Parties, also part of the annual harvest rites, included
games, dancing, and the telling of ghost stories.
The Irish had a Halloween custom of carrying lanterns
made out of hollowed-out turnips or beets, called JACKO’-
LANTERNS or jacky lanterns, which were used to scare
away spirits in the night. Immigrants to America substituted
pumpkins.
Halloween customs followed immigrants as they
moved across America. In the West and Southwest, the
customs were infl uenced by the Mexican Day of the Dead
rites, which conform to the Catholic dates of the eve of
October 31 to November 2.
During Victorian times in America, Halloween enjoyed
a renaissance as a genteel party. The pagan customs had a
particular appeal to Victorian society, which watered them
down to prim social rites. Halloween became a festive
night for young people and played an important matchmaking
role. Pageants with costumes were popular.
During the early years of the 20th century, Halloween
in the United States was largely a community affair, a time for large social gatherings. The festival was subdued
or canceled during World War II and emerged in the
postwar, baby-boom years as a big event for youngsters.

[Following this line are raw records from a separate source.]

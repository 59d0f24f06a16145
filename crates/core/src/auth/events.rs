//! Session events
//!
//! Broadcast to every subscriber of a manager. `SessionReset` tells
//! consumers to drop whatever in-memory state they derived from the old
//! session.

use super::errors::AuthError;

#[derive(Debug, Clone, PartialEq, Eq)]
pub enum AuthEvent {
    LoginStarted,
    LoggedIn { user_id: String },
    CredentialsMigrated { user_id: String },
    TokenRefreshed { user_id: String },
    LoginRequired { reason: String },
    AuthFailed { kind: &'static str, message: String },
    LoggedOut,
    SessionReset,
}

impl AuthEvent {
    pub(crate) fn from_error(err: &AuthError) -> Self {
        match err {
            AuthError::LoginRequired => Self::LoginRequired { reason: err.to_string() },
            other => Self::AuthFailed { kind: other.kind(), message: other.to_string() },
        }
    }

    /// Text suitable for a toast, if the event is user-visible.
    #[must_use]
    pub fn notification(&self) -> Option<String> {
        match self {
            Self::LoggedIn { .. } => Some("Logged in!".to_string()),
            Self::TokenRefreshed { .. } => Some("Regenerated access token".to_string()),
            Self::LoginRequired { .. } => Some("Please log in again".to_string()),
            Self::AuthFailed { kind: "refresh", .. } => Some("Error refreshing token".to_string()),
            Self::AuthFailed { kind: "redirect_mismatch", .. } => {
                Some("Login is misconfigured: redirect URI rejected".to_string())
            }
            Self::AuthFailed { kind: "token_exchange", .. } => {
                Some("Login failed, please log in again".to_string())
            }
            Self::AuthFailed { message, .. } => Some(format!("Error: {message}")),
            Self::LoggedOut => Some("Logged out!".to_string()),
            Self::LoginStarted | Self::CredentialsMigrated { .. } | Self::SessionReset => None,
        }
    }
}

Door-to-door trick-or-treating for candy was favored over
community parties. In the 1970s and 1980s, poisoned
candy became a concern, and community parties enjoyed
a comeback.
The original purpose of All Hallow’s Eve, or Samhain,
as a festival for the dead has nearly been forgotten,
save among contemporary Wiccans and Pagans. These
religious groups observe Samhain as one of their most
important holy days, or sabbats—a time for feasting and
merriment, but also a time for solemn religious observances.
Wiccans and Pagans have attempted to re-create
early pagan rites with the exception of animal sacrifi ces,
which are forbidden. The dead are honored. Samhain is
considered a good time for communing with the spirits
and, as the start of the new year, a good time for beginnings
and fresh starts.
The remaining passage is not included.